Q: How can I get in touch with you? A: Figure it out.
Q: Is it true that someone died while reading something on your site?
A: They had a tumor that caused their head to explode. We do not feel responsible.
Q: How long before I receive my order?
A: Are we going to send you something?
Q: I find this site offensive. What should I do?
A: Contact the internet police. Go ahead, we dare you!
Q: How long has this site been in business?
A: Since 1822.
Q: Will you keep me updated about anything new that is added to the site?
A: No, because that would make us work.
Q: Am I going to make new friends by visiting this site?
A: Definitely not.
Q: Do you like dogs or cats?
A: To eat?
Q: Have you been drinking?
Q: Were you drunk when you wrote "Frogman"?

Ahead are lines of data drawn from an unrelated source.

//! Player state.

use std::collections::BTreeMap;

use serde::Serialize;

use crate::book::Book;
use crate::card::{Card, Rank};
use crate::error::{ActionError, SetupError};
use crate::round::{PerRound, Round};

/// Cards dealt into each of the hand and the foot.
pub const HAND_SIZE: usize = 13;

/// Per-round score breakdown. `in_hand`/`in_foot` are penalties: positive
/// card values count against the player while the cards are still held, and
/// negative values (red threes) deduct as-is.
#[derive(Debug, Clone, Copy, Default, PartialEq, Eq, Serialize)]
pub struct Points {
    pub in_hand: i32,
    pub in_foot: i32,
    pub in_books: i32,
    pub laid_down: i32,
    pub for_going_out: i32,
}

impl Points {
    /// The round total.
    pub fn total(&self) -> i32 {
        self.in_hand + self.in_foot + self.in_books + self.laid_down + self.for_going_out
    }
}

/// A player: a hand, a foot held in reserve until the hand empties, books
/// per round, and the turn-scoped draw counters.
#[derive(Debug, Clone, Serialize)]
pub struct Player {
    name: String,
    hand: Vec<Card>,
    foot: Vec<Card>,
    books: PerRound<BTreeMap<Rank, Book>>,
    points: PerRound<Points>,
    #[serde(skip)]
    cards_drawn_from_deck: u8,
    #[serde(skip)]
    cards_drawn_from_discard_pile: u8,
    #[serde(skip)]
    has_laid_down_this_round: bool,
}

/// Returns `hand` minus `cards`, or fails without side effects if any card
/// is missing. Duplicates must each be present.
fn remove_all(hand: &[Card], cards: &[Card]) -> Result<Vec<Card>, ActionError> {
    let mut rest = hand.to_vec();
    for card in cards {
        let index = rest
            .iter()
            .position(|c| c == card)
            .ok_or(ActionError::CardNotInHand(*card))?;
        rest.remove(index);
    }
    Ok(rest)
}

impl Player {
    /// Creates a new [`Player`] with no cards.
    pub fn new<S: Into<String>>(name: S) -> Self {
        Self {
            name: name.into(),
            hand: vec![],
            foot: vec![],
            books: PerRound::default(),
            points: PerRound::default(),
            cards_drawn_from_deck: 0,
            cards_drawn_from_discard_pile: 0,
            has_laid_down_this_round: false,
        }
    }

    /// The player's name.
    pub fn name(&self) -> &str {
        &self.name
    }

    /// The player's hand.
    pub fn hand(&self) -> &[Card] {
        &self.hand
    }

    /// The player's foot.
    pub fn foot(&self) -> &[Card] {
        &self.foot
    }

    /// The player's books for the specified round.
    pub fn books(&self, round: Round) -> &BTreeMap<Rank, Book> {
        &self.books[round]
    }

    /// The player's score breakdown for the specified round.
    pub fn points(&self, round: Round) -> &Points {
        &self.points[round]
    }

    /// Deals the player in. Both piles must hold exactly [`HAND_SIZE`]
    /// cards.
    pub fn set_hand_and_foot(
        &mut self,
        hand: Vec<Card>,
        foot: Vec<Card>,
    ) -> Result<(), SetupError> {
        if hand.len() != HAND_SIZE || foot.len() != HAND_SIZE {
            return Err(SetupError::WrongDealSize);
        }
        self.hand = hand;
        self.foot = foot;
        Ok(())
    }

    /// A player draws exactly twice per turn, from the deck or the pile.
    pub fn can_draw_from_deck(&self) -> bool {
        self.cards_drawn_from_deck + self.cards_drawn_from_discard_pile < 2
    }

    /// At most one of the two draws may come from the discard pile.
    pub fn can_draw_from_discard_pile(&self) -> bool {
        self.cards_drawn_from_deck < 2 && self.cards_drawn_from_discard_pile < 1
    }

    /// The discard that ends a turn is legal only after both draws.
    pub fn can_end_turn(&self) -> bool {
        self.cards_drawn_from_deck + self.cards_drawn_from_discard_pile == 2
    }

    /// Returns true if the hand is empty.
    pub fn is_hand_empty(&self) -> bool {
        self.hand.is_empty()
    }

    /// Returns true once the foot has been picked up: the reserve is gone,
    /// and emptying the hand again means going out.
    pub fn is_in_foot(&self) -> bool {
        self.foot.is_empty()
    }

    /// Whether the player has opened books this round.
    pub fn has_laid_down_this_round(&self) -> bool {
        self.has_laid_down_this_round
    }

    /// Going out requires a consumed foot plus at least one natural and one
    /// unnatural book this round.
    pub fn can_go_out(&self, round: Round) -> bool {
        self.has_natural_book(round) && self.has_unnatural_book(round) && self.is_in_foot()
    }

    fn has_natural_book(&self, round: Round) -> bool {
        self.books[round].values().any(|book| book.is_natural())
    }

    fn has_unnatural_book(&self, round: Round) -> bool {
        self.books[round].values().any(|book| !book.is_natural())
    }

    /// Takes a drawn deck card into the hand.
    pub fn add_card_to_hand_from_deck(&mut self, card: Card) {
        self.hand.push(card);
        self.cards_drawn_from_deck += 1;
    }

    /// Takes a drawn discard into the hand.
    pub fn add_card_to_hand_from_discard_pile(&mut self, card: Card) {
        self.hand.push(card);
        self.cards_drawn_from_discard_pile += 1;
    }

    /// Removes a card from the hand.
    pub fn remove_card_from_hand(&mut self, card: Card) -> Result<(), ActionError> {
        let index = self
            .hand
            .iter()
            .position(|c| *c == card)
            .ok_or(ActionError::CardNotInHand(card))?;
        self.hand.remove(index);
        Ok(())
    }

    /// Starts a book for the current round from cards in the hand. Fails
    /// whole if the book is malformed, the player already has a book of
    /// that rank, or any card is missing from the hand.
    pub fn start_book(&mut self, cards: &[Card], round: Round) -> Result<(), ActionError> {
        let book = Book::new(cards)?;
        if self.books[round].contains_key(&book.rank()) {
            return Err(ActionError::DuplicateBook(book.rank()));
        }
        self.hand = remove_all(&self.hand, cards)?;
        self.books[round].insert(book.rank(), book);
        Ok(())
    }

    /// Moves cards from the hand into an existing book, all or nothing.
    pub fn add_cards_from_hand_to_book(
        &mut self,
        cards: &[Card],
        book_rank: Rank,
        round: Round,
    ) -> Result<(), ActionError> {
        let mut book = self.books[round]
            .get(&book_rank)
            .ok_or(ActionError::NoSuchBook(book_rank))?
            .clone();
        for &card in cards {
            book.add_card(card)?;
        }
        self.hand = remove_all(&self.hand, cards)?;
        self.books[round].insert(book_rank, book);
        Ok(())
    }

    /// Adds a drawn discard straight into an existing book, bypassing the
    /// hand. Counts as the turn's discard-pile draw.
    pub fn add_card_from_discard_pile_to_book(
        &mut self,
        card: Card,
        book_rank: Rank,
        round: Round,
    ) -> Result<(), ActionError> {
        self.books[round]
            .get_mut(&book_rank)
            .ok_or(ActionError::NoSuchBook(book_rank))?
            .add_card(card)?;
        self.cards_drawn_from_discard_pile += 1;
        Ok(())
    }

    /// Marks the player as having opened this round.
    pub fn laid_down(&mut self) {
        self.has_laid_down_this_round = true;
    }

    /// The foot becomes the hand.
    pub fn pick_up_foot(&mut self) {
        self.hand = std::mem::take(&mut self.foot);
    }

    /// Resets the turn-scoped draw counters.
    pub fn turn_ended(&mut self) {
        self.cards_drawn_from_deck = 0;
        self.cards_drawn_from_discard_pile = 0;
    }

    /// Resets all round-scoped turn state.
    pub fn round_ended(&mut self) {
        self.turn_ended();
        self.has_laid_down_this_round = false;
    }

    /// Recomputes the score breakdown for the specified round from the
    /// current hand, foot, and books. `for_going_out` is left alone.
    pub fn calculate_points(&mut self, round: Round) {
        fn penalty(cards: &[Card]) -> i32 {
            cards
                .iter()
                .map(|card| {
                    let value = card.point_value();
                    if value > 0 {
                        -value
                    } else {
                        value
                    }
                })
                .sum()
        }

        self.points[round].in_hand = penalty(&self.hand);
        self.points[round].in_foot = penalty(&self.foot);
        self.points[round].in_books = self.books[round].values().map(Book::book_value).sum();
        self.points[round].laid_down = self.books[round].values().map(Book::cards_value).sum();
    }

    /// Awards the flat bonus for going out this round.
    pub fn add_bonus_for_going_out(&mut self, round: Round) {
        self.points[round].for_going_out = 100;
    }
}

#[cfg(test)]
mod test {
    use std::str::FromStr;

    use assert_matches::assert_matches;

    use super::*;

    fn cards(s: &str) -> Vec<Card> {
        s.split_whitespace()
            .map(|c| Card::from_str(c).unwrap())
            .collect()
    }

    fn player_with_hand(hand: &str) -> Player {
        let mut player = Player::new("alice");
        player.hand = cards(hand);
        player
    }

    #[test]
    fn test_set_hand_and_foot_sizes() {
        let mut player = Player::new("alice");
        assert_matches!(
            player.set_hand_and_foot(cards("4h 4d"), cards("5h 5d")),
            Err(SetupError::WrongDealSize)
        );
        let thirteen = vec![Card::from_str("3c").unwrap(); 13];
        player
            .set_hand_and_foot(thirteen.clone(), thirteen)
            .unwrap();
        assert_eq!(player.hand().len(), 13);
        assert_eq!(player.foot().len(), 13);
    }

    #[test]
    fn test_draw_budget() {
        let mut player = Player::new("alice");
        assert!(player.can_draw_from_deck());
        assert!(player.can_draw_from_discard_pile());
        assert!(!player.can_end_turn());

        player.add_card_to_hand_from_deck(Card::from_str("4h").unwrap());
        assert!(player.can_draw_from_deck());
        assert!(player.can_draw_from_discard_pile());

        player.add_card_to_hand_from_deck(Card::from_str("4d").unwrap());
        assert!(!player.can_draw_from_deck());
        assert!(!player.can_draw_from_discard_pile());
        assert!(player.can_end_turn());

        player.turn_ended();
        assert!(player.can_draw_from_deck());
    }

    #[test]
    fn test_one_discard_pile_draw_per_turn() {
        let mut player = Player::new("alice");
        player.add_card_to_hand_from_discard_pile(Card::from_str("4h").unwrap());
        assert!(!player.can_draw_from_discard_pile());
        assert!(player.can_draw_from_deck());
        player.add_card_to_hand_from_deck(Card::from_str("4d").unwrap());
        assert!(player.can_end_turn());
    }

    #[test]
    fn test_start_book_removes_cards_from_hand() {
        let mut player = player_with_hand("4h 4d 4c 9s");
        player.start_book(&cards("4h 4d 4c"), Round::Ninety).unwrap();
        assert_eq!(player.hand(), cards("9s").as_slice());
        assert!(player.books(Round::Ninety).contains_key(&Rank::Four));
    }

    #[test]
    fn test_start_book_rejects_duplicate_rank() {
        let mut player = player_with_hand("4h 4d 4c 4s 4h 4d");
        player.start_book(&cards("4h 4d 4c"), Round::Ninety).unwrap();
        assert_matches!(
            player.start_book(&cards("4s 4h 4d"), Round::Ninety),
            Err(ActionError::DuplicateBook(Rank::Four))
        );
    }

    #[test]
    fn test_start_book_is_atomic_on_missing_card() {
        let mut player = player_with_hand("4h 4d 9s");
        let before = player.hand().to_vec();
        assert_matches!(
            player.start_book(&cards("4h 4d 4c"), Round::Ninety),
            Err(ActionError::CardNotInHand(_))
        );
        assert_eq!(player.hand(), before.as_slice());
        assert!(player.books(Round::Ninety).is_empty());
    }

    #[test]
    fn test_add_cards_to_book_is_atomic() {
        let mut player = player_with_hand("4h 4d 4c 4s 2h 2d");
        player.start_book(&cards("4h 4d 4c"), Round::Ninety).unwrap();
        let before = player.hand().to_vec();
        // The second wild violates the minority rule; nothing may move.
        assert_matches!(
            player.add_cards_from_hand_to_book(&cards("2h 2d"), Rank::Four, Round::Ninety),
            Err(ActionError::TooManyWilds(Rank::Four))
        );
        assert_eq!(player.hand(), before.as_slice());
        assert_eq!(player.books(Round::Ninety)[&Rank::Four].card_count(), 3);

        player
            .add_cards_from_hand_to_book(&cards("4s 2h"), Rank::Four, Round::Ninety)
            .unwrap();
        assert_eq!(player.books(Round::Ninety)[&Rank::Four].card_count(), 5);
        assert_eq!(player.hand(), cards("2d").as_slice());
    }

    #[test]
    fn test_can_go_out_needs_both_book_kinds_and_no_foot() {
        let round = Round::Ninety;
        let mut player = player_with_hand("4h 4d 4c 5h 5d 5c 2s");
        player.start_book(&cards("4h 4d 4c"), round).unwrap();
        assert!(!player.can_go_out(round));

        player.start_book(&cards("5h 5d 5c 2s"), round).unwrap();
        assert!(player.is_hand_empty());
        // Foot untouched so far; a non-empty foot blocks going out.
        player.foot = cards("9s");
        assert!(!player.can_go_out(round));
        player.foot = vec![];
        assert!(player.can_go_out(round));
    }

    #[test]
    fn test_pick_up_foot() {
        let mut player = player_with_hand("");
        player.foot = cards("9s 9h");
        player.pick_up_foot();
        assert_eq!(player.hand(), cards("9s 9h").as_slice());
        assert!(player.is_in_foot());
    }

    #[test]
    fn test_calculate_points_negates_only_positive_values() {
        let round = Round::Ninety;
        let mut player = player_with_hand("ah 3h 3c 9s");
        player.foot = cards("3d 4c");
        player.calculate_points(round);
        // Ace 20 and nine 10 count against; red three deducts as-is,
        // black three is worthless.
        assert_eq!(player.points(round).in_hand, -20 - 100 + 0 - 10);
        assert_eq!(player.points(round).in_foot, -100 - 5);
        assert_eq!(player.points(round).in_books, 0);
        assert_eq!(player.points(round).laid_down, 0);
    }

    #[test]
    fn test_calculate_points_preserves_going_out_bonus() {
        let round = Round::Ninety;
        let mut player = player_with_hand("4h 4d 4c");
        player.add_bonus_for_going_out(round);
        player.calculate_points(round);
        assert_eq!(player.points(round).for_going_out, 100);
    }

    #[test]
    fn test_book_scores_roll_up_into_points() {
        let round = Round::Ninety;
        let mut player = player_with_hand("4h 4d 4c 4s 4h 4d 4c 5h 5d 5c");
        player
            .start_book(&cards("4h 4d 4c 4s 4h 4d 4c"), round)
            .unwrap();
        player.start_book(&cards("5h 5d 5c"), round).unwrap();
        player.calculate_points(round);
        assert_eq!(player.points(round).in_books, 500);
        assert_eq!(player.points(round).laid_down, 7 * 5 + 3 * 5);
    }
}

A: Like you would not believe.
Q: If I send you a comment, will I be taken seriously?
Q: I wrote a lovely poem. Could you put it on your site?
A: How well do you take rejection?
Q: I find your stories offensive. You make me sick! Get a life!
A: (This isn't a question, but we find it funny. And we get this quite frequently.)
Q: How do I submit a story?
A: Send it to: email@example.com
Q: I have a complaint about something. How do I get in touch with you?
A: Send any complaints or comments to: Snide_remarks@theweirdcrap.com
Q: Will you respond to the email I send to you?
A: Oh yes.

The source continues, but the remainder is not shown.